We won't need to take cover when the shelling starts, and even if the
guns are shooting when the German is shelling, the armor-plate will
easily stand off splinters from that distance."
"Yes," said the captain. "But do you suppose our friend the Flighty Hun
won't have a peep at us to-morrow morning to see where those shells
landed? If he does, or if he takes a photograph, those holes will show
up like a chalk-mark on a blackboard; then he has only to tell his gun
to step this way a couple of hundred yards and we get it in the neck.

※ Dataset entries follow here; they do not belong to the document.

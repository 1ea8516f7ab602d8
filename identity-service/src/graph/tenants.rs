//! Tenant hierarchy index: ancestor walks and reparent validation.

use std::collections::{HashMap, HashSet};

use identity_core::error::IdentityError;
use uuid::Uuid;

use crate::models::Tenant;

/// Id-indexed snapshot of the tenant table.
#[derive(Debug, Default)]
pub struct TenantIndex {
    nodes: HashMap<Uuid, Tenant>,
}

impl TenantIndex {
    pub fn from_rows(rows: Vec<Tenant>) -> Self {
        Self {
            nodes: rows.into_iter().map(|t| (t.tenant_id, t)).collect(),
        }
    }

    pub fn get(&self, tenant_id: Uuid) -> Option<&Tenant> {
        self.nodes.get(&tenant_id)
    }

    /// Ordered ancestor chain, nearest parent first. Stops if the parent
    /// pointers ever loop back on themselves.
    pub fn ancestors(&self, tenant_id: Uuid) -> Vec<&Tenant> {
        let mut chain = Vec::new();
        let mut visited = HashSet::from([tenant_id]);

        let mut current = self.nodes.get(&tenant_id).and_then(|t| t.parent_tenant_id);
        while let Some(id) = current {
            if !visited.insert(id) {
                tracing::warn!(tenant_id = %tenant_id, "Cycle detected in tenant parent chain; stopping traversal");
                break;
            }
            match self.nodes.get(&id) {
                Some(tenant) => {
                    chain.push(tenant);
                    current = tenant.parent_tenant_id;
                }
                None => break,
            }
        }

        chain
    }

    /// Whether a tenant has children that are not soft-deleted.
    pub fn has_undeleted_children(&self, tenant_id: Uuid) -> bool {
        self.nodes
            .values()
            .any(|t| t.parent_tenant_id == Some(tenant_id) && !t.is_deleted)
    }

    /// Validate moving `tenant_id` under `new_parent_id`.
    ///
    /// Rejected: unknown ids, self-parenting, the current parent, a new parent
    /// whose ancestor chain contains the tenant (cycle), and any type pairing
    /// other than Branch under Brand.
    pub fn validate_reparent(
        &self,
        tenant_id: Uuid,
        new_parent_id: Uuid,
    ) -> Result<(), IdentityError> {
        let tenant = self
            .get(tenant_id)
            .ok_or_else(|| IdentityError::NotFound(anyhow::anyhow!("Tenant not found")))?;
        let new_parent = self
            .get(new_parent_id)
            .ok_or_else(|| IdentityError::NotFound(anyhow::anyhow!("Parent tenant not found")))?;

        if tenant_id == new_parent_id {
            return Err(IdentityError::Validation(anyhow::anyhow!(
                "A tenant cannot be its own parent"
            )));
        }

        if tenant.parent_tenant_id == Some(new_parent_id) {
            return Err(IdentityError::Validation(anyhow::anyhow!(
                "Tenant is already assigned to this parent"
            )));
        }

        if self
            .ancestors(new_parent_id)
            .iter()
            .any(|a| a.tenant_id == tenant_id)
        {
            return Err(IdentityError::Validation(anyhow::anyhow!(
                "Reassignment would create a cycle in the tenant hierarchy"
            )));
        }

        let tenant_type = tenant.tenant_type().ok_or_else(|| {
            IdentityError::Validation(anyhow::anyhow!(
                "Unknown tenant type: {}",
                tenant.tenant_type_code
            ))
        })?;
        let parent_type = new_parent.tenant_type().ok_or_else(|| {
            IdentityError::Validation(anyhow::anyhow!(
                "Unknown tenant type: {}",
                new_parent.tenant_type_code
            ))
        })?;

        if !tenant_type.reparentable_under(parent_type) {
            return Err(IdentityError::Validation(anyhow::anyhow!(
                "A {} tenant cannot be reassigned under a {} tenant",
                tenant_type.as_str(),
                parent_type.as_str()
            )));
        }

        Ok(())
    }
}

I'm inclined to think we'd better up anchor and away."
"We're pretty comfortable here, you know," urged the lieutenant, "and
it's a pity to get out. It might be that those shots were blind chance.
I vote for waiting another day, anyhow, and seeing what happens. At the
worst we can pack up and stand by with steam up; then if the shells
pitch too near we can slip the cable and run for it"
"Right-oh!" said the captain.
Next morning the enemy aeroplane appeared again at its appointed hour
and sailed overhead, leaving behind it a long wake of smoke-puffs; and
at the same hour in the afternoon as the previous shelling the German
gun opened fire, dropping its first shell neatly fifty yards further
from the shell-holes of the day before. The aeroplane, of course, had
reported, or its photograph had shown, the previous day's shells to
have dropped apparently fifty yards to the left of the hamlet.